* _Activity_: Return the lines exactly as they stand, from the first of the material through the line containing "explicit finite state".

* _Information_:
++++
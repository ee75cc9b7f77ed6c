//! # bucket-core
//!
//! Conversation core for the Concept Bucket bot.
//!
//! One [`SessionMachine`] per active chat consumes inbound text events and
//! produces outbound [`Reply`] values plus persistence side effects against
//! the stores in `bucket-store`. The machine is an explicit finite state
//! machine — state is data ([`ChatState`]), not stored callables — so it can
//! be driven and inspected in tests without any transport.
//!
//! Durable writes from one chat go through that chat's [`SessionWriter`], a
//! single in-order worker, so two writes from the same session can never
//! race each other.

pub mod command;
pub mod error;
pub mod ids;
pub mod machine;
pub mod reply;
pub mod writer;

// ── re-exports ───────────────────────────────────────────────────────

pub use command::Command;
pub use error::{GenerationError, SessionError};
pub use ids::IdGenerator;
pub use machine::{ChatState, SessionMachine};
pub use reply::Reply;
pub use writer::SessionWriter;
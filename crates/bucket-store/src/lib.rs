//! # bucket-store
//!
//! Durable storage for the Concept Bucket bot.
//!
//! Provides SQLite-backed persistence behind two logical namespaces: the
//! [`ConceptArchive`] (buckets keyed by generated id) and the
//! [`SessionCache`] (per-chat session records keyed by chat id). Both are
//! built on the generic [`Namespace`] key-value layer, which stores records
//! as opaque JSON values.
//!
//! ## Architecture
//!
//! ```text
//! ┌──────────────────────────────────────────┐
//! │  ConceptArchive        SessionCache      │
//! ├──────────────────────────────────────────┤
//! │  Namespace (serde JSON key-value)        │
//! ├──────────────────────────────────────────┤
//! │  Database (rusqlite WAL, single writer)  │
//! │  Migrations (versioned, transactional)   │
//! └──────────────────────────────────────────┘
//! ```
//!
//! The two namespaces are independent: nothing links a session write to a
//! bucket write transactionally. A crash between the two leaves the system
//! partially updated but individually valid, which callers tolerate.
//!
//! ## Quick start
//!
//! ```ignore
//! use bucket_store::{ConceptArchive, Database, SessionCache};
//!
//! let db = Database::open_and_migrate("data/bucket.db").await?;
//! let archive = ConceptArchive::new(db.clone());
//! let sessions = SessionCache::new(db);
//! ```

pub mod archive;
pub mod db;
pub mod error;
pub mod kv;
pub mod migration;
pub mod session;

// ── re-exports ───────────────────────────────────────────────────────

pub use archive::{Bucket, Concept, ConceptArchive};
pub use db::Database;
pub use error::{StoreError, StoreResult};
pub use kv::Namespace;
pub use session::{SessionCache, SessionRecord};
++++
* _Exercise response_:
repository ee75cc9b7f77ed6c
//! # bucket-core
//!
//! Conversation core for the Concept Bucket bot.
//!
//! One [`SessionMachine`] per active chat consumes inbound text events and
//! produces outbound [`Reply`] values plus persistence side effects against
//! the stores in `bucket-store`. The machine is an explicit finite state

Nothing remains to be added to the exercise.